Feliciana (Furiosa.)—¡Retírate de mi vista o te desuello, so tunanta!
Antoñita (Huyendo atemorizada.)—¡Uy, por Dios! ¿pero qué es eso?
Feliciana.—Que como te oiga yo rebuznar otra vez u me vuelvas a cantar un tango, es el último día de tu vida, ¡so bribona! ¡Y arza, ahora mismo a ponerte el mantón, que vas a volver en cá la modista!
Antoñita (Con espanto.)—¡Cómo en cá la modista!

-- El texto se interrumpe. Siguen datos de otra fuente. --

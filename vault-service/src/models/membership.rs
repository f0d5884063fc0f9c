//! Org- and project-level memberships.

use chrono::{DateTime, Utc};
use serde::{Deserialize, Serialize};
use sqlx::FromRow;
use std::fmt;
use std::str::FromStr;
use uuid::Uuid;

use super::UnknownVariant;

/// Role held at a scope. The same ladder applies to orgs and projects.
#[derive(Debug, Clone, Copy, PartialEq, Eq, Hash, Serialize, Deserialize)]
#[serde(rename_all = "UPPERCASE")]
pub enum Role {
    Owner,
    Admin,
    Member,
}

impl Role {
    pub const ALL: &'static [Role] = &[Role::Owner, Role::Admin, Role::Member];
    pub const MANAGERS: &'static [Role] = &[Role::Owner, Role::Admin];
    pub const OWNER_ONLY: &'static [Role] = &[Role::Owner];

    pub fn as_str(&self) -> &'static str {
        match self {
            Role::Owner => "OWNER",
            Role::Admin => "ADMIN",
            Role::Member => "MEMBER",
        }
    }
}

impl fmt::Display for Role {
    fn fmt(&self, f: &mut fmt::Formatter<'_>) -> fmt::Result {
        f.write_str(self.as_str())
    }
}

impl FromStr for Role {
    type Err = UnknownVariant;

    fn from_str(s: &str) -> Result<Self, Self::Err> {
        match s {
            "OWNER" => Ok(Role::Owner),
            "ADMIN" => Ok(Role::Admin),
            "MEMBER" => Ok(Role::Member),
            other => Err(UnknownVariant {
                kind: "role",
                value: other.to_string(),
            }),
        }
    }
}

impl TryFrom<String> for Role {
    type Error = UnknownVariant;

    fn try_from(value: String) -> Result<Self, Self::Error> {
        value.parse()
    }
}

/// The org or project a membership applies to.
#[derive(Debug, Clone, Copy, PartialEq, Eq, Hash, Serialize, Deserialize)]
#[serde(tag = "kind", content = "id", rename_all = "lowercase")]
pub enum Scope {
    Org(Uuid),
    Project(Uuid),
}

impl Scope {
    pub fn id(&self) -> Uuid {
        match self {
            Scope::Org(id) | Scope::Project(id) => *id,
        }
    }

    pub fn kind(&self) -> &'static str {
        match self {
            Scope::Org(_) => "org",
            Scope::Project(_) => "project",
        }
    }
}

impl fmt::Display for Scope {
    fn fmt(&self, f: &mut fmt::Formatter<'_>) -> fmt::Result {
        write!(f, "{} {}", self.kind(), self.id())
    }
}

#[derive(Debug, Clone, FromRow, Serialize, Deserialize)]
pub struct OrgMembership {
    pub org_id: Uuid,
    pub user_id: Uuid,
    #[sqlx(try_from = "String")]
    pub role: Role,
    pub is_active: bool,
    pub created_utc: DateTime<Utc>,
    pub updated_utc: DateTime<Utc>,
}

impl OrgMembership {
    pub fn new(org_id: Uuid, user_id: Uuid, role: Role, is_active: bool) -> Self {
        let now = Utc::now();
        Self {
            org_id,
            user_id,
            role,
            is_active,
            created_utc: now,
            updated_utc: now,
        }
    }
}

#[derive(Debug, Clone, FromRow, Serialize, Deserialize)]
pub struct ProjectMembership {
    pub project_id: Uuid,
    pub user_id: Uuid,
    #[sqlx(try_from = "String")]
    pub role: Role,
    pub created_utc: DateTime<Utc>,
    pub updated_utc: DateTime<Utc>,
}

impl ProjectMembership {
    pub fn new(project_id: Uuid, user_id: Uuid, role: Role) -> Self {
        let now = Utc::now();
        Self {
            project_id,
            user_id,
            role,
            created_utc: now,
            updated_utc: now,
        }
    }
}

/// Scope-agnostic view of a membership row, as seen by authorization.
#[derive(Debug, Clone, PartialEq, Eq, Serialize, Deserialize)]
pub struct Membership {
    pub user_id: Uuid,
    pub scope: Scope,
    pub role: Role,
}

impl From<&OrgMembership> for Membership {
    fn from(m: &OrgMembership) -> Self {
        Self {
            user_id: m.user_id,
            scope: Scope::Org(m.org_id),
            role: m.role,
        }
    }
}

impl From<&ProjectMembership> for Membership {
    fn from(m: &ProjectMembership) -> Self {
        Self {
            user_id: m.user_id,
            scope: Scope::Project(m.project_id),
            role: m.role,
        }
    }
}

/// Member listing row joined with the user profile.
#[derive(Debug, Clone, FromRow, Serialize, Deserialize, PartialEq)]
pub struct MemberDetails {
    pub user_id: Uuid,
    pub email: String,
    pub name: Option<String>,
    pub image: Option<String>,
    #[sqlx(try_from = "String")]
    pub role: Role,
    pub created_utc: DateTime<Utc>,
}

#[cfg(test)]
mod tests {
    use super::*;

    #[test]
    fn role_codes_round_trip() {
        for role in Role::ALL {
            assert_eq!(role.as_str().parse::<Role>().unwrap(), *role);
        }
        assert!("owner".parse::<Role>().is_err());
    }

    #[test]
    fn scope_serializes_with_kind_tag() {
        let id = Uuid::new_v4();
        let json = serde_json::to_value(Scope::Project(id)).unwrap();
        assert_eq!(json["kind"], "project");
        assert_eq!(json["id"], id.to_string());
    }
}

Feliciana.—¡Yo, yo te voy a llevar de una oreja! (Todo esto con gran energía.)
Antoñita.—¿Pero está usté loca? ¡Una meso-soplano quitando hilvanes!... ¡En seguida!... ¡No señora; no, señora, y no, señora!
Feliciana.—¡Ah, sí! ¿Y te vuelves contra mí? ¡Te voy a arrancar la piel, so tunanta, bribona, holgazana! (Persiguiéndola furiosa.)
Antoñita (Huyendo asustada.)—¡Ay, ay, ay! ¡Casildo! (A grandes voces.) ¡Padre! ¡Ay, que me quié pegar! ¡Casildo! ¡Casildo!